Abortion in North Macedonia is legal on request during the first 12 weeks of pregnancy, and in special circumstances between 12 and 22 weeks. Abortion in the Republic of North Macedonia is regulated by a 2019 law.

The 1977 law regulating abortion, enacted while still part of Yugoslavia as the Socialist Republic of Macedonia, was not significantly altered until 2013. Between 2013 and 2019 abortion access was restricted due to a law passed by a conservative government in 2013. A new law was passed in 2019 liberalizing access.

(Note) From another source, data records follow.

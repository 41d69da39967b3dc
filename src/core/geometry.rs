//! Affine 2D survey grid geometry.

use glam::{DVec2, DVec3};

use crate::util::round_half_up;

/// Regular 3D survey grid: an origin, two horizontal step vectors and the
/// trace counts along them.
///
/// `v_i` and `v_x` are expected to be mutually orthogonal with zero depth
/// component; this is an assumption of the format, not verified here.
/// The origin's z component carries the time-axis origin of the cube the
/// geometry belongs to.
#[derive(Clone, Copy, Debug, PartialEq)]
pub struct GridGeometry {
    origin: DVec3,
    v_i: DVec2,
    v_x: DVec2,
    n_i: u32,
    n_x: u32,
    norm_v_i: f64,
    norm_v_x: f64,
}

impl GridGeometry {
    /// Create a grid geometry. Panics when either trace count is zero.
    pub fn new(origin: DVec3, v_i: DVec2, v_x: DVec2, n_i: u32, n_x: u32) -> Self {
        assert!(n_i > 0 && n_x > 0, "grid counts must be positive");
        Self {
            origin,
            v_i,
            v_x,
            n_i,
            n_x,
            norm_v_i: v_i.length(),
            norm_v_x: v_x.length(),
        }
    }

    #[inline]
    pub fn origin(&self) -> DVec3 {
        self.origin
    }

    #[inline]
    pub fn v_i(&self) -> DVec2 {
        self.v_i
    }

    #[inline]
    pub fn v_x(&self) -> DVec2 {
        self.v_x
    }

    #[inline]
    pub fn n_i(&self) -> u32 {
        self.n_i
    }

    #[inline]
    pub fn n_x(&self) -> u32 {
        self.n_x
    }

    /// Total number of traces in the grid.
    #[inline]
    pub fn num_traces(&self) -> u64 {
        u64::from(self.n_i) * u64::from(self.n_x)
    }

    /// Same grid with a different origin z (time-axis origin).
    pub fn with_origin_z(mut self, z: f64) -> Self {
        self.origin.z = z;
        self
    }

    /// Horizontal origin.
    #[inline]
    pub fn origin_xy(&self) -> DVec2 {
        DVec2::new(self.origin.x, self.origin.y)
    }

    /// True when `p` lies inside the grid footprint.
    ///
    /// The projections onto `v_i`/`v_x` are fractional grid coordinates
    /// (scalar product divided by the squared norm); the upper bound is
    /// half-open, so the far edge of the grid is outside.
    pub fn contains_point(&self, p: DVec2) -> bool {
        let po = p - self.origin_xy();
        let iinl = po.dot(self.v_i) / (self.norm_v_i * self.norm_v_i);
        let ixl = po.dot(self.v_x) / (self.norm_v_x * self.norm_v_x);
        iinl >= 0.0 && iinl < f64::from(self.n_i) && ixl >= 0.0 && ixl < f64::from(self.n_x)
    }

    /// Nearest (inline, crossline) indices for a world coordinate.
    ///
    /// Results outside the grid are returned as-is; callers bound-check.
    pub fn grid_indices(&self, p: DVec2) -> (i64, i64) {
        let rel = p - self.origin_xy();
        let inl_coord = self.v_i.dot(rel) / self.norm_v_i;
        let xln_coord = self.v_x.dot(rel) / self.norm_v_x;
        let inl = round_half_up(inl_coord / self.norm_v_i);
        let xln = round_half_up(xln_coord / self.norm_v_x);
        (inl as i64, xln as i64)
    }

    /// World coordinate of the grid cell `(inl, xln)`.
    pub fn cell_coordinates(&self, inl: i64, xln: i64) -> DVec2 {
        self.origin_xy() + self.v_i * inl as f64 + self.v_x * xln as f64
    }

    /// The four corner coordinates of the grid footprint.
    pub fn corners(&self) -> [DVec3; 4] {
        let vi = self.v_i * f64::from(self.n_i);
        let vx = self.v_x * f64::from(self.n_x);
        let ext = |v: DVec2| self.origin + DVec3::new(v.x, v.y, 0.0);
        [self.origin, ext(vi), ext(vx), ext(vi + vx)]
    }

    /// Row-major iterator over all `(inline, crossline)` cells.
    pub fn cells(&self) -> impl Iterator<Item = (u32, u32)> + '_ {
        (0..self.n_i).flat_map(move |i| (0..self.n_x).map(move |j| (i, j)))
    }

    /// Bounding grid aligned to this geometry's step vectors that covers
    /// `self` and every geometry in `others`.
    ///
    /// Every corner of every input is projected onto `v_i`/`v_x` as a signed
    /// scalar distance (divided by the norm, not the squared norm). The
    /// minimum bound is floored to an exact multiple of the step norms so the
    /// new origin stays on this grid; the counts are rounded up to cover the
    /// maximum bound.
    pub fn wraparound(&self, others: &[GridGeometry]) -> GridGeometry {
        let mut v_min = DVec2::ZERO;
        let mut v_max = DVec2::new(
            self.norm_v_i * f64::from(self.n_i),
            self.norm_v_x * f64::from(self.n_x),
        );
        for g in others {
            for corner in g.corners() {
                let delta = DVec2::new(corner.x - self.origin.x, corner.y - self.origin.y);
                let proj = DVec2::new(
                    self.v_i.dot(delta) / self.norm_v_i,
                    self.v_x.dot(delta) / self.norm_v_x,
                );
                v_min = v_min.min(proj);
                v_max = v_max.max(proj);
            }
        }
        v_min = DVec2::new(
            (v_min.x / self.norm_v_i).floor() * self.norm_v_i,
            (v_min.y / self.norm_v_x).floor() * self.norm_v_x,
        );
        let lowest_corner =
            self.v_i * (v_min.x / self.norm_v_i) + self.v_x * (v_min.y / self.norm_v_x);
        let new_origin = self.origin + DVec3::new(lowest_corner.x, lowest_corner.y, 0.0);
        let new_n_i = ((v_max.x - v_min.x) / self.norm_v_i).ceil() as u32;
        let new_n_x = ((v_max.y - v_min.y) / self.norm_v_x).ceil() as u32;
        GridGeometry::new(new_origin, self.v_i, self.v_x, new_n_i, new_n_x)
    }
}

#[cfg(test)]
mod tests {
    use super::*;

    fn grid() -> GridGeometry {
        GridGeometry::new(
            DVec3::new(10.0, 20.0, 1700.0),
            DVec2::new(0.5, 0.0),
            DVec2::new(0.0, 1.5),
            5,
            6,
        )
    }

    #[test]
    #[should_panic(expected = "grid counts must be positive")]
    fn test_zero_counts_panic() {
        GridGeometry::new(DVec3::ZERO, DVec2::X, DVec2::Y, 0, 1);
    }

    #[test]
    fn test_containment_boundary() {
        let g = grid();
        // origin is inside, the far edge along v_i is not (half-open bound)
        assert!(g.contains_point(DVec2::new(10.0, 20.0)));
        let far = g.origin_xy() + g.v_i() * 5.0;
        assert!(!g.contains_point(far));
        assert!(!g.contains_point(DVec2::new(-1.0, -2.0)));
        assert!(g.contains_point(DVec2::new(11.0, 22.0)));
    }

    #[test]
    fn test_grid_index_round_trip() {
        // orthogonal grid: index -> coordinate -> index is the identity
        let g = GridGeometry::new(
            DVec3::ZERO,
            DVec2::new(1.0 / 2f64.sqrt(), 1.0 / 2f64.sqrt()),
            DVec2::new(1.0 / 2f64.sqrt(), -1.0 / 2f64.sqrt()),
            4,
            3,
        );
        for i in 0..4i64 {
            for j in 0..3i64 {
                let p = g.cell_coordinates(i, j);
                assert_eq!(g.grid_indices(p), (i, j), "cell ({i}, {j})");
            }
        }
    }

    #[test]
    fn test_grid_indices_out_of_range_returned_as_is() {
        let g = GridGeometry::new(DVec3::ZERO, DVec2::X, DVec2::Y, 2, 2);
        assert_eq!(g.grid_indices(DVec2::new(-3.0, 5.0)), (-3, 5));
    }

    #[test]
    fn test_corners() {
        let g = GridGeometry::new(DVec3::new(0.0, 0.0, 100.0), DVec2::X, DVec2::Y, 2, 3);
        let c = g.corners();
        assert_eq!(c[0], DVec3::new(0.0, 0.0, 100.0));
        assert_eq!(c[1], DVec3::new(2.0, 0.0, 100.0));
        assert_eq!(c[2], DVec3::new(0.0, 3.0, 100.0));
        assert_eq!(c[3], DVec3::new(2.0, 3.0, 100.0));
    }

    #[test]
    fn test_wraparound_contained_cube_keeps_extent() {
        let reference = GridGeometry::new(DVec3::new(0.0, 0.0, 100.0), DVec2::X, DVec2::Y, 2, 2);
        let inner = GridGeometry::new(
            DVec3::new(0.5, 0.5, 100.0),
            DVec2::new(0.5, 0.0),
            DVec2::new(0.0, 0.5),
            2,
            2,
        );
        let wrap = reference.wraparound(&[inner]);
        assert_eq!(wrap.n_i(), 2);
        assert_eq!(wrap.n_x(), 2);
        assert_eq!(wrap.origin(), reference.origin());
        assert_eq!(wrap.v_i(), reference.v_i());
        assert_eq!(wrap.v_x(), reference.v_x());
    }

    #[test]
    fn test_wraparound_covers_disjoint_cube() {
        let a = GridGeometry::new(DVec3::new(0.0, 0.0, 100.0), DVec2::X, DVec2::Y, 1, 1);
        let b = GridGeometry::new(DVec3::new(10.0, 0.0, 100.0), DVec2::X, DVec2::Y, 1, 1);
        let wrap = a.wraparound(&[b]);
        assert_eq!(wrap.origin(), a.origin());
        assert_eq!(wrap.n_i(), 11);
        assert_eq!(wrap.n_x(), 1);
        // every corner of b projects inside the wrapped footprint
        for corner in b.corners() {
            let p = DVec2::new(corner.x, corner.y);
            // the far corner sits exactly on the half-open bound
            let po = p - wrap.origin_xy();
            let fi = po.dot(wrap.v_i()) / (wrap.v_i().length_squared());
            assert!(fi >= 0.0 && fi <= f64::from(wrap.n_i()));
        }
    }

    #[test]
    fn test_wraparound_negative_offset_aligns_origin() {
        let reference = GridGeometry::new(
            DVec3::new(0.0, 0.0, 100.0),
            DVec2::new(2.0, 0.0),
            DVec2::new(0.0, 2.0),
            2,
            2,
        );
        let shifted = GridGeometry::new(
            DVec3::new(-3.0, -1.0, 100.0),
            DVec2::new(2.0, 0.0),
            DVec2::new(0.0, 2.0),
            1,
            1,
        );
        let wrap = reference.wraparound(&[shifted]);
        // origin moved down to a multiple of the step norms
        assert_eq!(wrap.origin(), DVec3::new(-4.0, -2.0, 100.0));
        assert_eq!(wrap.n_i(), 4);
        assert_eq!(wrap.n_x(), 3);
    }
}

At its peak in 1986, the abortion rate in the Republic of Macedonia was 70.6 abortions per 1,000 women aged 15–44; the rate fell after independence, to 28.5 by 1996. As of 2010, the abortion rate was 11.1 abortions per 1000 women aged 15–44.

==The 2013 Law on Termination of Pregnancy (in force 2013-2019)==
Between 2005 and 2016, conservatives held the majority in Macedonian politics, promoting traditional values. An anti-abortion movement developed, which culminated with a new anti-abortion law in 2013. The government of Macedonia, backed by the Macedonian Orthodox Church, has also conducted advertising campaigns against abortion, aimed at increasing the country's birth rate. Although abortion was still permitted, access had been restricted. In 2013, the Parliament passed the law, just 20 days after it had received the first draft. Although some changes from the original draft of the law were made, due to opposition from the public and NGOs, several restrictions remained. The new law enacted included: mandatory filing of a written request for the termination of unwanted pregnancy by the woman to the appropriate health institution, mandatory counseling about the potential advantages of continuing the pregnancy, as well as about the health risks for the woman from undergoing an abortion, and a mandatory waiting period of three days after counseling before medical intervention is conducted to terminate the pregnancy. The original form of the law also stipulated that the woman's partner had to be informed about the abortion – a provision which was withdrawn. The International Planned Parenthood Federation criticized the law, as well as the anti-abortion campaigns, saying that they stigmatize women and abridge their rights.

==The 2019 Law on Termination of Pregnancy==
A new law was enacted in 2019, broadening access to abortion.